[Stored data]
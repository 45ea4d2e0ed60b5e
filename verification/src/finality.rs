use duskcoin_chain::Transaction;

/// Resource Accounting's `testFinality`: every transaction in a package
/// must be final at the given height/cutoff, per spec.md §4.1.
pub fn package_is_final(transactions: &[&Transaction], height: u32, locktime_cutoff: u32) -> bool {
    transactions
        .iter()
        .all(|tx| tx.is_final_in_block(height, locktime_cutoff))
}

/// §4.3 step 5: selects the locktime cutoff the package selector and
/// coinbase scriptsig both use. Median-time-past locktime is a soft-fork
/// activated behavior elsewhere in the node; here it is a plain flag
/// supplied by the consensus collaborator.
pub fn locktime_cutoff(median_time_past_active: bool, median_time_past: u32, block_time: u32) -> u32 {
    if median_time_past_active {
        median_time_past
    } else {
        block_time
    }
}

■ **Work item**:
With nothing added or dropped, reproduce all the data exactly.

■ **Exercise result**:
repository 45ea4d2e0ed60b5e
filename verification/src/finality.rs
use duskcoin_chain::Transaction;

/// Resource Accounting's `testFinality`: every transaction in a package
/// must be final at the given height/cutoff, per spec.md §4.1.
pub fn package_is_final(transactions: &[&Transaction], height: u32, locktime_cutoff: u32) -> bool {
    transactions
        .iter()
        .all(|tx| tx.is_final_in_block(height, locktime_cutoff))
}

/// §4.3 step 5: selects the locktime cutoff the package selector and
/// coinbase scriptsig both use. Median-time-past locktime is a soft-fork
/// activated behavior elsewhere in the node; here it is a plain flag
/// supplied by the consensus collaborator.
pub fn locktime_cutoff(median_time_past_active: bool, median_time_past: u32, block_time: u32) -> u32 {
    if median_time_past_active {
        median_time_past
    } else {
        block_time
    }
}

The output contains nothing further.